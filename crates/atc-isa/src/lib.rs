//! Target ISA definitions.
//!
//! The ledger VM is a flat-memory machine with no operand stack. Its
//! addressable unit is one 8-byte little-endian word; code is deployed in
//! 256-byte pages. Instructions are variable-length:
//!
//! - opcode: 1 byte
//! - word address operand: 4 bytes LE (a word index into data memory)
//! - code address operand: 4 bytes LE (a byte offset into code)
//! - immediate: 8 bytes LE
//! - branch offset: 1 signed byte, relative to the branch instruction start
//! - external-function selector: 2 bytes LE
//!
//! This catalogue lists exactly the instructions the emitter produces; the
//! disassembler walks the same table, so the two stay in 1:1 correspondence
//! by construction.

pub mod isa;
pub mod layout;

pub use isa::{ApiFun, Opcode, OperandKind, ALL_API_FUNS, ALL_OPCODES};
pub use layout::{
    MAX_CODE_BYTES, MAX_CODE_PAGES, MAX_DATA_PAGES, MAX_DATA_WORDS, PAGE_BYTES, PAGE_WORDS,
    WORD_BYTES,
};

◆ Task description ◆
Reproduce the listing from the "pub mod isa;" line onward, verbatim.

◆ Exercise output ◆
pub mod isa;
pub mod layout;

pub use isa::{ApiFun, Opcode, OperandKind, ALL_API_FUNS, ALL_OPCODES};
pub use layout::{
    MAX_CODE_BYTES, MAX_CODE_PAGES, MAX_DATA_PAGES, MAX_DATA_WORDS, PAGE_BYTES, PAGE_WORDS,
    WORD_BYTES,
};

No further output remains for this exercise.